▶ Entries shown:
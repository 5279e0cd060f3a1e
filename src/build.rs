// SPDX-FileCopyrightText: 2025 Jason Pena <jasonpena@awkless.com>
// SPDX-License-Identifier: MIT

//! Build pipeline.
//!
//! Turn a target and an optional commit into an artifact: resolve the commit,
//! claim its artifact directory, clone, run the host's build command, then
//! keep the binary, archive or discard the source, and record metadata.
//!
//! # Failure Policy
//!
//! Resolution and configuration errors abort before anything touches the
//! store. Once the artifact directory exists, a failing clone, checkout, or
//! build aborts the pipeline but leaves the directory in place for inspection.
//! Such a build never gets a metadata record, which is how it is recognized as
//! incomplete later on. Binary copying, source archiving, and metadata writing
//! happen after the build succeeded, so their failures only produce warnings.

use crate::{
    archive::compress_dir,
    commit::{resolve_commit, Commit, CommitError, CommitSelector, RemoteSpec},
    config::{NigiriConfig, TargetDefinition},
    exec::{host_arch_name, host_os_name, CommandRunner, ExecError, HostOs, OutputSink},
    metadata::BuildInfo,
    path::create_dir_if_absent,
    store::{Artifact, ArtifactStore, StoreError},
    vcs::{CloneOptions, Credentials, Vcs, VcsError},
};

use std::{
    fs::{copy, remove_dir_all, remove_file, File},
    io::ErrorKind,
    path::{Path, PathBuf},
    process::ExitStatus,
    time::{Duration, Instant},
};
use time::OffsetDateTime;
use tracing::{info, instrument, warn};

/// What to build and how.
#[derive(Debug, Clone, PartialEq, Eq)]
pub struct BuildRequest {
    /// Name of target to build.
    pub target: String,

    /// Commit to build, `HEAD` alias, or nothing for the branch tip.
    pub commit: Option<String>,

    /// Rebuild even if an artifact already exists.
    pub force: bool,

    /// Clone depth, zero for full history.
    pub depth: u32,

    /// Mirror clone progress and build output to the console.
    pub verbose: bool,

    /// Authentication for the remote.
    pub credentials: Credentials,
}

impl BuildRequest {
    /// Construct request for target with default options.
    pub fn new(target: impl Into<String>) -> Self {
        Self {
            target: target.into(),
            commit: None,
            force: false,
            depth: 1,
            verbose: false,
            credentials: Credentials::Default,
        }
    }
}

/// Result of a successful pipeline run.
#[derive(Debug)]
pub enum BuildOutcome {
    /// Artifact existed and no rebuild was requested.
    AlreadyBuilt { commit: Commit, artifact: Artifact },

    /// Artifact was (re)built.
    Built(BuildReport),
}

impl BuildOutcome {
    pub fn commit(&self) -> &Commit {
        match self {
            Self::AlreadyBuilt { commit, .. } => commit,
            Self::Built(report) => &report.commit,
        }
    }

    pub fn artifact(&self) -> &Artifact {
        match self {
            Self::AlreadyBuilt { artifact, .. } => artifact,
            Self::Built(report) => &report.artifact,
        }
    }
}

/// Details of a finished build.
#[derive(Debug)]
pub struct BuildReport {
    pub commit: Commit,
    pub artifact: Artifact,
    pub clone_duration: Duration,
    pub build_duration: Duration,

    /// Binary copied into the artifact, if configured and found.
    pub binary: Option<PathBuf>,

    /// Problems with post-build steps that did not fail the build.
    pub warnings: Vec<String>,
}

/// Orchestrates builds against an artifact store.
#[derive(Debug)]
pub struct BuildPipeline<'a, V, R> {
    store: &'a ArtifactStore,
    config: &'a NigiriConfig,
    vcs: V,
    runner: R,
    host: Option<HostOs>,
}

impl<'a, V, R> BuildPipeline<'a, V, R>
where
    V: Vcs,
    R: CommandRunner,
{
    /// Construct new pipeline for the running host.
    pub fn new(store: &'a ArtifactStore, config: &'a NigiriConfig, vcs: V, runner: R) -> Self {
        Self {
            store,
            config,
            vcs,
            runner,
            host: HostOs::current(),
        }
    }

    /// Pick build commands as if running on another host.
    pub fn with_host(mut self, host: Option<HostOs>) -> Self {
        self.host = host;
        self
    }

    /// Run the pipeline to completion.
    ///
    /// # Errors
    ///
    /// - Return [`BuildError::UnknownTarget`] if target is not configured.
    /// - Return [`BuildError::CommitResolution`] if commit cannot be resolved.
    /// - Return [`BuildError::NoBuildCommand`] if target has no command for
    ///   this host.
    /// - Return [`BuildError::Store`] if the artifact directory cannot be
    ///   claimed, including when another build holds its lock.
    /// - Return [`BuildError::Clone`] or [`BuildError::Checkout`] if the source
    ///   cannot be obtained.
    /// - Return [`BuildError::WorkingDirNotFound`] if the configured working
    ///   directory is missing from the clone.
    /// - Return [`BuildError::BuildFailed`] if the build command fails.
    #[instrument(skip(self, request), fields(target = %request.target), level = "debug")]
    pub fn build(&self, request: &BuildRequest) -> Result<BuildOutcome> {
        let definition = self
            .config
            .target(&request.target)
            .ok_or_else(|| BuildError::UnknownTarget {
                name: request.target.clone(),
            })?;

        let selector = CommitSelector::parse(request.commit.as_deref());
        let remote = RemoteSpec {
            url: definition.source.as_str(),
            default_branch: definition.default_branch.as_deref(),
        };
        let commit = resolve_commit(&self.vcs, remote, &selector, &request.credentials)?;

        // INVARIANT: Configuration errors must abort before any mutation.
        let command = self.select_command(&request.target, definition)?;

        let target_root = self.store.create_target(&request.target)?;
        if !request.force && target_root.exists(&commit) {
            info!("{} at {commit} is already built", request.target);
            let artifact = target_root.artifact(&commit);
            return Ok(BuildOutcome::AlreadyBuilt { commit, artifact });
        }
        let _lock = target_root.lock(&commit)?;

        // INVARIANT: Another build may have finished the commit since the check above.
        let artifact = if target_root.exists(&commit) {
            let artifact = target_root.artifact(&commit);
            if !request.force {
                info!("{} at {commit} is already built", request.target);
                return Ok(BuildOutcome::AlreadyBuilt { commit, artifact });
            }

            info!("force rebuilding {} at {commit}", request.target);
            wipe_source(&artifact)?;
            artifact
        } else {
            target_root.create(&commit)?
        };
        artifact.mark_pending()?;

        create_dir_if_absent(artifact.log_dir()).map_err(StoreError::Path)?;
        let log_path = artifact.build_log();
        let log = File::create(&log_path).map_err(|err| BuildError::Log {
            source: err,
            path: log_path.clone(),
        })?;

        info!("cloning {} at {commit}", definition.source);
        let clone_opts = CloneOptions {
            depth: request.depth,
            reference: selector.is_explicit().then(|| commit.hash().to_owned()),
            verbose: request.verbose,
            credentials: request.credentials.clone(),
        };
        let start = Instant::now();
        self.vcs
            .clone_repo(&definition.source, &artifact.src_dir(), &clone_opts)
            .map_err(BuildError::Clone)?;

        // INVARIANT: A depth one clone of an explicit commit already landed on it.
        if selector.is_explicit() && request.depth != 1 {
            self.vcs
                .checkout(&artifact.src_dir(), commit.hash())
                .map_err(BuildError::Checkout)?;
        }
        let clone_duration = start.elapsed();

        let work_dir = match definition.working_directory() {
            Some(dir) => {
                let work_dir = artifact.src_dir().join(dir);
                if !work_dir.is_dir() {
                    return Err(BuildError::WorkingDirNotFound { path: work_dir });
                }
                work_dir
            }
            None => artifact.src_dir(),
        };

        info!("building {} at {commit}", request.target);
        let start = Instant::now();
        let status = self.runner.run(
            &work_dir,
            command,
            &definition.env_pairs(),
            OutputSink {
                log,
                mirror: request.verbose,
            },
        )?;
        let build_duration = start.elapsed();

        if !status.success() {
            return Err(BuildError::BuildFailed {
                status,
                log: log_path,
            });
        }

        let mut warnings = Vec::new();
        let binary = match definition.binary_path() {
            Some(binary_path) => match copy_binary(&work_dir.join(binary_path), &artifact) {
                Ok(binary) => Some(binary),
                Err(err) => {
                    note(&mut warnings, format!("failed to copy binary: {err}"));
                    None
                }
            },
            None => None,
        };

        retain_source(definition, &artifact, &mut warnings);

        let info = BuildInfo {
            target: request.target.clone(),
            commit: commit.hash().to_owned(),
            short_hash: commit.short_hash().to_owned(),
            build_date: OffsetDateTime::now_utc(),
            clone_duration,
            build_duration,
            os: host_os_name().into(),
            arch: host_arch_name().into(),
        };
        if let Err(err) = info.write_to(artifact.info_path()) {
            note(&mut warnings, format!("failed to write build metadata: {err}"));
        }
        if let Err(err) = artifact.clear_pending() {
            note(&mut warnings, format!("failed to mark build as finished: {err}"));
        }

        info!("built {} at {commit} in {build_duration:?}", request.target);
        Ok(BuildOutcome::Built(BuildReport {
            commit,
            artifact,
            clone_duration,
            build_duration,
            binary,
            warnings,
        }))
    }

    fn select_command(&self, target: &str, definition: &'a TargetDefinition) -> Result<&'a str> {
        let os = self.host.ok_or_else(|| BuildError::NoBuildCommand {
            target: target.into(),
            os: host_os_name().into(),
        })?;

        self.config
            .build_command_for(definition, os)
            .ok_or_else(|| BuildError::NoBuildCommand {
                target: target.into(),
                os: os.to_string(),
            })
    }
}

fn note(warnings: &mut Vec<String>, message: String) {
    warn!("{message}");
    warnings.push(message);
}

/// Clear the source subtree of an artifact for a forced rebuild.
///
/// Logs, binaries, and metadata stay put until overwritten.
fn wipe_source(artifact: &Artifact) -> Result<()> {
    match remove_dir_all(artifact.src_dir()) {
        Err(err) if err.kind() != ErrorKind::NotFound => {
            return Err(BuildError::Wipe {
                source: err,
                path: artifact.src_dir(),
            })
        }
        _ => {}
    }

    match remove_file(artifact.archive_path()) {
        Err(err) if err.kind() != ErrorKind::NotFound => Err(BuildError::Wipe {
            source: err,
            path: artifact.archive_path(),
        }),
        _ => Ok(()),
    }
}

/// Copy built binary into the artifact's `bin` directory.
///
/// Permission bits travel with the copy.
fn copy_binary(binary: &Path, artifact: &Artifact) -> std::io::Result<PathBuf> {
    let file_name = binary
        .file_name()
        .ok_or_else(|| std::io::Error::new(ErrorKind::InvalidInput, "binary path has no file name"))?;
    let bin_dir = artifact.bin_dir();
    create_dir_if_absent(&bin_dir).map_err(std::io::Error::other)?;

    let dest = bin_dir.join(file_name);
    copy(binary, &dest)?;
    info!("binary saved to {:?}", dest.display());

    Ok(dest)
}

/// Archive or discard the cloned source.
///
/// A failed archive leaves the live tree in place.
fn retain_source(definition: &TargetDefinition, artifact: &Artifact, warnings: &mut Vec<String>) {
    let src_dir = artifact.src_dir();
    if definition.binary_only {
        if let Err(err) = remove_dir_all(&src_dir) {
            note(warnings, format!("failed to remove source of binary-only target: {err}"));
        }
        return;
    }

    if let Err(err) = compress_dir(&src_dir, &artifact.archive_path()) {
        note(warnings, format!("keeping uncompressed source: {err}"));
        return;
    }

    if let Err(err) = remove_dir_all(&src_dir) {
        note(warnings, format!("failed to remove source after compression: {err}"));
    }
}

/// Build pipeline error types.
#[derive(Debug, thiserror::Error)]
pub enum BuildError {
    /// Target is not in the configuration.
    #[error("unknown target {name:?}, add it to the configuration first")]
    UnknownTarget { name: String },

    /// Commit could not be resolved.
    #[error(transparent)]
    CommitResolution(#[from] CommitError),

    /// Target lacks a build command for the host.
    #[error("target {target:?} has no build command for {os}")]
    NoBuildCommand { target: String, os: String },

    /// Artifact directory could not be claimed.
    #[error(transparent)]
    Store(#[from] StoreError),

    /// Build log could not be created.
    #[error("failed to create build log {:?}", path.display())]
    Log {
        #[source]
        source: std::io::Error,
        path: PathBuf,
    },

    /// Source of a forced rebuild could not be cleared.
    #[error("failed to clear previous source at {:?}", path.display())]
    Wipe {
        #[source]
        source: std::io::Error,
        path: PathBuf,
    },

    /// Source could not be cloned.
    #[error("failed to clone source")]
    Clone(#[source] VcsError),

    /// Requested commit could not be checked out.
    #[error("failed to checkout requested commit")]
    Checkout(#[source] VcsError),

    /// Configured working directory is missing from the clone.
    #[error("working directory {:?} not found in source", path.display())]
    WorkingDirNotFound { path: PathBuf },

    /// Build command could not be run.
    #[error(transparent)]
    Exec(#[from] ExecError),

    /// Build command exited unsuccessfully.
    #[error("build failed with {status}, see log at {:?}", log.display())]
    BuildFailed { status: ExitStatus, log: PathBuf },
}

/// Friendly result alias :3
pub type Result<T, E = BuildError> = std::result::Result<T, E>;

▶ Prompt:
A single number is expected here: the count of lines in the material above with "impl" in them.

▶ Finished exercise:
4